The “national exchange” strikes me as quite a bit more problematic. For one thing it seems like a pretty huge government bureaucracy, OPM or not. Another drawback is that currently the regulation of all forms of insurance is a matter reserved to the states, and this plan tramples all over that. I haven’t heard anyone mention that little issue, but it seems like a problem to me.
To Ed Shultz, Keith Olbermann and Rachel Maddow, not to mention the Daily Kos guy, this plan is a rank abandonment of principle, and it has them screaming for Congress to be eviscerated. Their problem is that they are far more interested in trashing the insurance companies than they are in actually reforming anything. Unless it bloodies the insurance companies they want nothing to do with it, and this plan abandons the attack on their favorite target.
Which is one reason I think it might be the best option offered yet.

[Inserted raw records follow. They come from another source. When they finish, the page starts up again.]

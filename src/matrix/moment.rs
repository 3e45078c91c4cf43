use crate::common::utils;
use super::augmented::AugmentedMatrix;


/// Computes the empirical second-moment matrix
/// `O = L_augᵀ L_aug / n` of an augmented label matrix.
///
/// `O` is symmetric positive semi-definite;
/// its diagonal holds per-column coverage rates and its
/// off-diagonal entries pairwise co-occurrence rates.
/// Together with the layout dimensions it is the sufficient
/// statistic the generative model fits against.
pub fn moment_matrix(l_aug: &AugmentedMatrix) -> Vec<Vec<f64>> {
    utils::gram_matrix(l_aug.rows())
}
//! Error types shared across the crate.
use thiserror::Error;


/// Failure of a labeling function body.
///
/// These are recoverable at the applier level:
/// a fault-tolerant labeling function maps any of them to an abstain.
#[derive(Debug, Clone, Error, PartialEq, Eq)]
pub enum LfError {
    /// The data point has no field of the requested name.
    #[error("missing field `{0}`")]
    MissingField(String),

    /// The field exists but holds a value of another type.
    #[error("field `{field}` is not of type {expected}")]
    WrongType {
        /// Name of the offending field.
        field: String,
        /// The type the labeling function asked for.
        expected: &'static str,
    },

    /// Any other failure raised by the labeling function body.
    #[error("{0}")]
    Custom(String),
}


/// The error type for every fallible operation of this crate.
#[derive(Debug, Error)]
pub enum WeakLabelError {
    /// A preprocessor produced a null result.
    /// Fatal for the application run; never retried.
    #[error("preprocessor `{preprocessor}` returned no record")]
    Preprocessor {
        /// Name of the offending preprocessor.
        preprocessor: String,
    },

    /// A labeling function without the fault-tolerance flag failed.
    #[error("labeling function `{lf}` failed: {source}")]
    LfExecution {
        /// Name of the offending labeling function.
        lf: String,
        /// The original failure.
        source: LfError,
    },

    /// The label matrix violates the {0, 1, ..., k} contract.
    #[error("invalid label matrix: {0}")]
    InvalidLabelMatrix(String),

    /// The requested metric is not in the registry.
    #[error("unknown metric `{0}`")]
    UnknownMetric(String),

    /// A metric was called without an input it consumes.
    #[error("metric input error: {0}")]
    MetricInput(String),

    /// The requested optimizer is not implemented.
    #[error("unknown optimizer `{0}`")]
    UnknownOptimizer(String),

    /// `predict_proba` was called on a model that was never fitted.
    #[error("the label model is not fitted; call `fit` first")]
    ModelNotFitted,

    /// The label matrix at inference time disagrees with the one
    /// the model was trained on.
    #[error("shape mismatch: expected {expected} {what}, got {got}")]
    ShapeMismatch {
        /// The dimension that disagrees.
        what: &'static str,
        /// The value at training time.
        expected: usize,
        /// The value in the given matrix.
        got: usize,
    },

    /// Reading or writing model parameters failed.
    #[error(transparent)]
    Io(#[from] std::io::Error),

    /// Model parameters could not be (de)serialized.
    #[error(transparent)]
    Serde(#[from] serde_json::Error),

    /// Building the summary DataFrame failed.
    #[error(transparent)]
    DataFrame(#[from] polars::prelude::PolarsError),
}


/// A `Result` alias with [`WeakLabelError`](WeakLabelError) baked in.
pub type Result<T> = std::result::Result<T, WeakLabelError>;
//! The generative label model.
//!
//! [`LabelModel`](LabelModel) estimates per-function accuracy
//! parameters from labeling function agreement statistics alone
//! and produces calibrated probabilistic labels.

pub(crate) mod label_model;
pub(crate) mod optimizer;
pub(crate) mod params;
pub(crate) mod train_logger;


pub use label_model::LabelModel;
pub use optimizer::OptimizerKind;
pub use params::LabelModelParams;
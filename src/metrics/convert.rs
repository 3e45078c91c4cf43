//! Label vector helpers shared by the metric registry and the model.
use crate::error::{Result, WeakLabelError};


/// A label encoding convention for binary problems.
#[derive(Debug, Clone, Copy, PartialEq, Eq)]
pub enum LabelConvention {
    /// `0` = abstain, `1` = positive, `2` = negative.
    Categorical,
    /// `0` = abstain, `1` = positive, `-1` = negative.
    PlusMinus,
}


impl LabelConvention {
    fn negative(self) -> i64 {
        match self {
            Self::Categorical => 2,
            Self::PlusMinus => -1,
        }
    }
}


/// Rewrites a label vector from one binary convention to another.
pub fn convert_labels(
    labels: &[i64],
    source: LabelConvention,
    target: LabelConvention,
) -> Vec<i64>
{
    let from = source.negative();
    let to = target.negative();
    labels.iter()
        .map(|&y| if y == from { to } else { y })
        .collect()
}


/// Converts probabilistic labels into hard predictions.
///
/// Each row must be a distribution over `k` classes;
/// the prediction is the `1`-indexed argmax
/// (ties resolve to the smaller class).
pub fn prob_to_pred(probs: &[Vec<f64>]) -> Vec<i64> {
    probs.iter()
        .map(|row| {
            let (best, _) = row.iter()
                .enumerate()
                .fold((0, f64::MIN), |(bi, bv), (i, &v)| {
                    if v > bv { (i, v) } else { (bi, bv) }
                });
            best as i64 + 1
        })
        .collect()
}


/// Converts hard predictions into one-hot probabilistic labels.
///
/// Predictions must be class ids in `1..=cardinality`;
/// an abstain (`0`) carries no class information and is rejected
/// rather than given a made-up distribution.
pub fn pred_to_prob(preds: &[i64], cardinality: usize)
    -> Result<Vec<Vec<f64>>>
{
    preds.iter()
        .map(|&y| {
            if y < 1 || y > cardinality as i64 {
                let msg = format!(
                    "prediction {y} is outside the class range \
                     1..={cardinality}"
                );
                return Err(WeakLabelError::MetricInput(msg));
            }
            let mut row = vec![0.0; cardinality];
            row[y as usize - 1] = 1.0;
            Ok(row)
        })
        .collect()
}


/// Removes every data point whose gold label is in `ignore_in_golds`
/// or whose predicted label is in `ignore_in_preds`,
/// keeping golds, predictions, and probabilities aligned.
pub fn filter_labels(
    golds: Option<&[i64]>,
    preds: Option<&[i64]>,
    probs: Option<&[Vec<f64>]>,
    ignore_in_golds: &[i64],
    ignore_in_preds: &[i64],
) -> (Option<Vec<i64>>, Option<Vec<i64>>, Option<Vec<Vec<f64>>>)
{
    let n = golds.map(<[i64]>::len)
        .or(preds.map(<[i64]>::len))
        .or(probs.map(<[Vec<f64>]>::len))
        .unwrap_or(0);

    let keep = (0..n)
        .filter(|&i| {
            let gold_ok = golds
                .map(|g| !ignore_in_golds.contains(&g[i]))
                .unwrap_or(true);
            let pred_ok = preds
                .map(|p| !ignore_in_preds.contains(&p[i]))
                .unwrap_or(true);
            gold_ok && pred_ok
        })
        .collect::<Vec<_>>();

    let take_ints = |xs: Option<&[i64]>| {
        xs.map(|xs| keep.iter().map(|&i| xs[i]).collect::<Vec<_>>())
    };
    let probs = probs.map(|ps| {
        keep.iter().map(|&i| ps[i].clone()).collect::<Vec<_>>()
    });

    (take_ints(golds), take_ints(preds), probs)
}
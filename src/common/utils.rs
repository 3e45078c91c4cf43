//! This file provides some common functions
//! such as dense matrix products over `Vec<Vec<f64>>`.
use rayon::prelude::*;


/// Compute the inner-product of the given two slices.
#[inline(always)]
pub(crate) fn inner_product(v1: &[f64], v2: &[f64]) -> f64 {
    v1.iter()
        .zip(v2)
        .map(|(a, b)| a * b)
        .sum::<f64>()
}


/// Computes `Aᵀ A / n` for an `n × d` matrix `A`,
/// where `n == a.len()`.
/// The result is a symmetric `d × d` matrix.
#[inline(always)]
pub(crate) fn gram_matrix(a: &[Vec<f64>]) -> Vec<Vec<f64>> {
    let n = a.len();
    assert!(n > 0);
    let d = a[0].len();

    let mut ans = (0..d).into_par_iter()
        .map(|i| {
            (0..d).map(|j| {
                    if j < i { return 0.0; }
                    a.iter()
                        .map(|row| row[i] * row[j])
                        .sum::<f64>() / n as f64
                })
                .collect::<Vec<_>>()
        })
        .collect::<Vec<_>>();

    // Mirror the upper triangle.
    for i in 0..d {
        for j in 0..i {
            ans[i][j] = ans[j][i];
        }
    }
    ans
}


/// Computes `A B` for matrices `A` and `B`.
#[inline(always)]
pub(crate) fn matrix_product(m1: &[Vec<f64>], m2: &[Vec<f64>])
    -> Vec<Vec<f64>>
{
    // Check the shape condition.
    assert_eq!(m1[0].len(), m2.len());

    let nrow = m1.len();
    let ncol = m2[0].len();
    let nmid = m1[0].len();

    let mut ans = vec![vec![0.0; ncol]; nrow];
    for i in 0..nrow {
        for j in 0..ncol {
            for k in 0..nmid {
                ans[i][j] += m1[i][k] * m2[k][j];
            }
        }
    }
    ans
}


/// Computes `A diag(p) Aᵀ` for a `d × k` matrix `A`
/// and a `k`-dimensional vector `p`.
#[inline(always)]
pub(crate) fn quadratic_form(a: &[Vec<f64>], p: &[f64]) -> Vec<Vec<f64>> {
    let d = a.len();

    (0..d).into_par_iter()
        .map(|i| {
            (0..d).map(|j| {
                    a[i].iter()
                        .zip(&a[j])
                        .zip(p)
                        .map(|((&ai, &aj), &w)| ai * w * aj)
                        .sum::<f64>()
                })
                .collect::<Vec<_>>()
        })
        .collect::<Vec<_>>()
}


/// Normalize `items` so that its entries sum to `1`.
#[inline(always)]
pub(crate) fn normalize(items: &mut [f64]) {
    let z = items.iter()
        .map(|it| it.abs())
        .sum::<f64>();

    assert_ne!(z, 0.0);

    items.iter_mut()
        .for_each(|item| { *item /= z; });
}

Ezra Klein was on Olbermann’s show last night, introduced by Olbermann as having great insight into matters of insurance reform and accompanied by the usual fawning that Keith always does over Countdown guests, and then was ignored when he said of insurance companies,
“…they’re about the 85th most evil industry, their profit is about 3%, so if you remove all of their profit you haven’t done much about cost.”
That went over Keith's head like a hot air balloon over Albuquerque.
Rep. Lynn Woolsey then provided Olbermann with a lengthy diatribe about needing a “public option to prevent insurance rates from soaring into the sky,” a colorful, if somewhat inapt metaphor. She even provided the statement that the Congressional plan included some non-profits and still went up 8% this year, which would actually seem to refute the efficacy of the public option. She nonetheless steamed bravely ahead, albeit in a somewhat halting manner after that, seemingly distracted by the contrary effect of her own words on her argument. Olbermann was undeterred, thanking her effusively after her diatribe sort of trickled to a stop.
Instead of, "You silly ass, you shot down my argument!" Olbermann went on to more important things; like Chinese tv animations on the Tiger Woods saga. "Cartoons, we have cartoons."